Algorithmic Warfare: Spending on Quantum Tech on the Upswing
(NationalDefenseMagazine) Investments in quantum technology are increasing worldwide. “The security implications of quantum technologies, as well as the expected advantage in computing and sensing have caught the interest of the world’s governments,” said Gabe Lenetsky, business development engineer at Keysight Technologies.
China has poured billions of dollars into its quantum programs Other countries accelerating their investments include Germany, the Netherlands, Canada, and several Asia-Pacific nations including Japan.
Just last year, India began a $1 billion investment into quantum technologies, he added.
Meanwhile, the United States previously lagged in spending until 2018 when Congress passed the National Quantum Initiative Act “to garner leadership in the areas of quantum technologies and computing,” Lenetsky said.
There are three main areas of quantum research including computing, sensing and communications, he noted.
Quantum computers — which utilize basic units known as qubits rather than 1s and 0s like traditional computers — will play an important role in data encryption including the optimization of computational algorithms for modeling systems, big data and artificial intelligence, he said.
Quantum sensors offer extreme sensitivity for applications of precision timing and navigation through methods like electromagnetic sensing, he said.
Quantum communications will enable secure data pipelines, he noted.
The U.S. government is making investments in a quantum internet.
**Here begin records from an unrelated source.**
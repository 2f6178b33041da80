use crate::{
    height_field::HeightField,
    planner::TileWindow,
    result::{TilingError, TilingResult},
};
use glam::Vec3;
use itertools::iproduct;

/// Vertex and triangle buffers of one tile, in tile-local space.
///
/// Vertices are emitted row-major (outer loop over rows, inner over columns);
/// the triangulation below depends on that ordering.
#[derive(Debug, Clone, PartialEq)]
pub struct TileMesh {
    pub vertices: Vec<Vec3>,
    pub triangles: Vec<[u32; 3]>,
}

impl TileMesh {
    pub fn vertex_count(&self) -> usize {
        self.vertices.len()
    }

    pub fn triangle_count(&self) -> usize {
        self.triangles.len()
    }
}

/// Turns one tile window into a regular grid surface.
///
/// Pure function of its inputs; fails with [`TilingError::InvalidWindowShape`]
/// for non-square windows and propagates height queries outside the field.
pub fn tessellate(field: &HeightField, window: &TileWindow) -> TilingResult<TileMesh> {
    if window.width != window.height {
        return Err(TilingError::InvalidWindowShape {
            width: window.width,
            height: window.height,
        });
    }

    let vertices = iproduct!(0..window.height, 0..window.width)
        .map(|(y, x)| {
            let height = field.height_at(window.row_min + y, window.col_min + x)?;
            Ok(Vec3::new(x as f32, y as f32, height) * window.scale)
        })
        .collect::<TilingResult<Vec<_>>>()?;

    let triangles = triangulate(vertices.len());

    Ok(TileMesh {
        vertices,
        triangles,
    })
}

fn triangulate(vertex_count: usize) -> Vec<[u32; 3]> {
    // Tiles are always square, so the buffer is a sz * sz grid.
    let sz = (vertex_count as f64).sqrt() as u32;
    if sz < 2 {
        return Vec::new();
    }

    let mut triangles = Vec::with_capacity(2 * ((sz - 1) * (sz - 1)) as usize);

    for (y, x) in iproduct!(0..sz - 1, 0..sz - 1) {
        let index = y * sz + x;
        add_quad(&mut triangles, index, index + 1, index + sz + 1, index + sz);
    }

    triangles
}

/// Splits the quad (a, b, c, d) into two counter-clockwise triangles, so the
/// surface faces +z.
#[inline]
fn add_quad(triangles: &mut Vec<[u32; 3]>, a: u32, b: u32, c: u32, d: u32) {
    triangles.push([a, b, c]);
    triangles.push([a, c, d]);
}

#[cfg(test)]
mod tests {
    use super::*;

    fn field(size: u32) -> HeightField {
        HeightField::from_rows(
            (0..size)
                .map(|row| (0..size).map(|col| (row * size + col) as f32).collect())
                .collect(),
        )
        .unwrap()
    }

    fn window(size: u32, scale: f32) -> TileWindow {
        TileWindow {
            row_index: 0,
            col_index: 0,
            row_min: 0,
            col_min: 0,
            width: size,
            height: size,
            scale,
        }
    }

    #[test]
    fn three_by_three_window_at_scale_two() {
        let mesh = tessellate(&field(10), &window(3, 2.0)).unwrap();

        assert_eq!(mesh.vertex_count(), 9);
        assert_eq!(mesh.triangle_count(), 8);

        let mut positions: Vec<(i32, i32)> = mesh
            .vertices
            .iter()
            .map(|vertex| (vertex.x as i32, vertex.y as i32))
            .collect();
        positions.sort();

        let mut expected: Vec<(i32, i32)> = [0, 2, 4]
            .iter()
            .flat_map(|&x| [0, 2, 4].iter().map(move |&y| (x, y)))
            .collect();
        expected.sort();

        assert_eq!(positions, expected);

        // z carries the scaled sample value.
        assert_eq!(mesh.vertices[0].z, 0.0);
        assert_eq!(mesh.vertices[1].z, 2.0);
        assert_eq!(mesh.vertices[3].z, 20.0);
    }

    #[test]
    fn buffer_sizes_follow_the_window_extent() {
        for size in 2..6 {
            let mesh = tessellate(&field(8), &window(size, 1.0)).unwrap();

            assert_eq!(mesh.vertex_count(), (size * size) as usize);
            assert_eq!(mesh.triangle_count(), (2 * (size - 1) * (size - 1)) as usize);
        }
    }

    #[test]
    fn degenerate_windows_yield_no_triangles() {
        let mesh = tessellate(&field(4), &window(1, 1.0)).unwrap();

        assert_eq!(mesh.vertex_count(), 1);
        assert_eq!(mesh.triangle_count(), 0);
    }

    #[test]
    fn winding_is_counter_clockwise_everywhere() {
        let mesh = tessellate(&field(8), &window(6, 0.5)).unwrap();

        for &[a, b, c] in &mesh.triangles {
            let (a, b, c) = (
                mesh.vertices[a as usize],
                mesh.vertices[b as usize],
                mesh.vertices[c as usize],
            );
            let normal = (b - a).cross(c - a);

            assert!(normal.z > 0.0);
        }
    }

    #[test]
    fn non_square_windows_are_rejected() {
        let mut window = window(3, 1.0);
        window.height = 4;

        assert!(matches!(
            tessellate(&field(10), &window),
            Err(TilingError::InvalidWindowShape {
                width: 3,
                height: 4,
            })
        ));
    }

    #[test]
    fn windows_reaching_outside_the_field_fail() {
        let mut window = window(3, 1.0);
        window.row_min = 2;

        assert!(matches!(
            tessellate(&field(4), &window),
            Err(TilingError::OutOfRange { .. })
        ));
    }
}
Last year the Department of Energy’s Argonne National Laboratory and the University of Chicago announced they had completed successful tests on what they called a “quantum loop,” which could serve as a precursor for a future national quantum internet.
In a draft final report, the National Security Commission on Artificial Intelligence — which was tasked by Congress to research ways to advance the development of AI for national security and defense purposes — said quantum technology is poised to enable new growth in artificial intelligence.
“As semiconductor manufacturers reach the physical limits of microchip design, leadership in the next-generation computing hardware will be essential to leadership in AI,” said Commissioner Gilman Louie during a public meeting of the group in January. The government should “prioritize quantum computing use cases to create a market for such services and to incentivize the domestic fabrication of quantum computing components.”